START Entries provided

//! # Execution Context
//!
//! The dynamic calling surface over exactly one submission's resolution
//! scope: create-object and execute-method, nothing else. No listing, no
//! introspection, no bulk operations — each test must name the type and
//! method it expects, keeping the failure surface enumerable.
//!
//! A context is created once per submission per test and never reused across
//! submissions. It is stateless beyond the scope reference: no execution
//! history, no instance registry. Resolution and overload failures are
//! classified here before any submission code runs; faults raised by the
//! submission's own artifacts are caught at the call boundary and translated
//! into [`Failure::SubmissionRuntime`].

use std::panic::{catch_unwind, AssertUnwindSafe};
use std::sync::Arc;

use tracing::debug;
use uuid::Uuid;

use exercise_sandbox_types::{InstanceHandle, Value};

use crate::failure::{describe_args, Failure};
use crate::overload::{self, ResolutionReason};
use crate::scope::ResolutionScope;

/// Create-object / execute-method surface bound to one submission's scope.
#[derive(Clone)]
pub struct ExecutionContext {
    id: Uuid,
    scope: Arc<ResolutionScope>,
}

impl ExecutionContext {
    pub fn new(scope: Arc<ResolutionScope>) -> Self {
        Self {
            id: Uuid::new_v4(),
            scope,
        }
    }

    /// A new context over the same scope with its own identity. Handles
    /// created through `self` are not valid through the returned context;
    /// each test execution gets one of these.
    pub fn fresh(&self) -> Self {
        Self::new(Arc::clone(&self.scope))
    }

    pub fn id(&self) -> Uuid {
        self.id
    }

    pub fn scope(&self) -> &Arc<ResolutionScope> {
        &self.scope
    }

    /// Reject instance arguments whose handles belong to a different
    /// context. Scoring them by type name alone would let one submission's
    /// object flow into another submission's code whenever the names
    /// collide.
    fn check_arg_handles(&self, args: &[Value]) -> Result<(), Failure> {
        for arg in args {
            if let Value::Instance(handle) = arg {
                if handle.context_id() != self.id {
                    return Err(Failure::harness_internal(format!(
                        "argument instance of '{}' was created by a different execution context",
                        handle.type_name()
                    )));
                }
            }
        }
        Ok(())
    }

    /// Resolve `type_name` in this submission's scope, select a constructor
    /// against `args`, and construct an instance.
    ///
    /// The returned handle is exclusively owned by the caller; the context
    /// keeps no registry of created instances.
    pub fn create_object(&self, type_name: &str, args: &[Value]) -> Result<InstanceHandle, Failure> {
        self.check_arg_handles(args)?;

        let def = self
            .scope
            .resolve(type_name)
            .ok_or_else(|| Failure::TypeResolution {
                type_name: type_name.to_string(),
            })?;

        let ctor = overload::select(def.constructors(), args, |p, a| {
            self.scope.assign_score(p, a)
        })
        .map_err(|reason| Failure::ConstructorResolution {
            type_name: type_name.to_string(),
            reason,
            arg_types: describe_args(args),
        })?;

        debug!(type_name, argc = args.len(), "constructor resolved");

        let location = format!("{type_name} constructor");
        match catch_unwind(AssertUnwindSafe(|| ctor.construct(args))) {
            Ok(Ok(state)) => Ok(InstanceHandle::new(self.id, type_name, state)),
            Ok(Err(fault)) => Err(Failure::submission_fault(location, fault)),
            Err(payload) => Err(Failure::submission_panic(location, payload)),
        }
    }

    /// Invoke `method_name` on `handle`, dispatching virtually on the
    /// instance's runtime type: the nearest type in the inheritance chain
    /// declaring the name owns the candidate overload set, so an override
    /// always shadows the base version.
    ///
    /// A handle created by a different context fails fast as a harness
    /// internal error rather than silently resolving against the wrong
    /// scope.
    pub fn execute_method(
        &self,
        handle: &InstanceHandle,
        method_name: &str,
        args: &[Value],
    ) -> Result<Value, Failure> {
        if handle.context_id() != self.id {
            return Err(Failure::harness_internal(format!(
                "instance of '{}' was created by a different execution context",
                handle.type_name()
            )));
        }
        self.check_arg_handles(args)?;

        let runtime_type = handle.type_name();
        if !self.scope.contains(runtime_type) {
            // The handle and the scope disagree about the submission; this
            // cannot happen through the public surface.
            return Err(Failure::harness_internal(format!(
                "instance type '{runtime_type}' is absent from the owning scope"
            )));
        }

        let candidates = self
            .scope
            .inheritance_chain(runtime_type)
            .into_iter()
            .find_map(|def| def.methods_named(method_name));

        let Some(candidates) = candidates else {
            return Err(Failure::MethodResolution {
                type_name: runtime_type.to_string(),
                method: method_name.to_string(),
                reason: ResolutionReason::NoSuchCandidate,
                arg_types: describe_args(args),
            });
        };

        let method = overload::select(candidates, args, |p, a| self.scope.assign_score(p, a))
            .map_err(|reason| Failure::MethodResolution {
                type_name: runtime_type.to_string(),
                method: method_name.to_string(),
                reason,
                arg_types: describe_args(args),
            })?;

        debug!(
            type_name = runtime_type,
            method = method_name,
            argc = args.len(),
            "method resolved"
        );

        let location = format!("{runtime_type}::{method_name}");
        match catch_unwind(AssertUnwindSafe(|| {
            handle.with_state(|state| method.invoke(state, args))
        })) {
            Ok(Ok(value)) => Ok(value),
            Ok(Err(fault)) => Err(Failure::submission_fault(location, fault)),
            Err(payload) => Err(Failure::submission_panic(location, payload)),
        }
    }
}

END Entries provided

* **Task description**: Return a copy of each line in the records above that has "MethodResolution" in it.

* **The answer**:
            return Err(Failure::MethodResolution {
            .map_err(|reason| Failure::MethodResolution {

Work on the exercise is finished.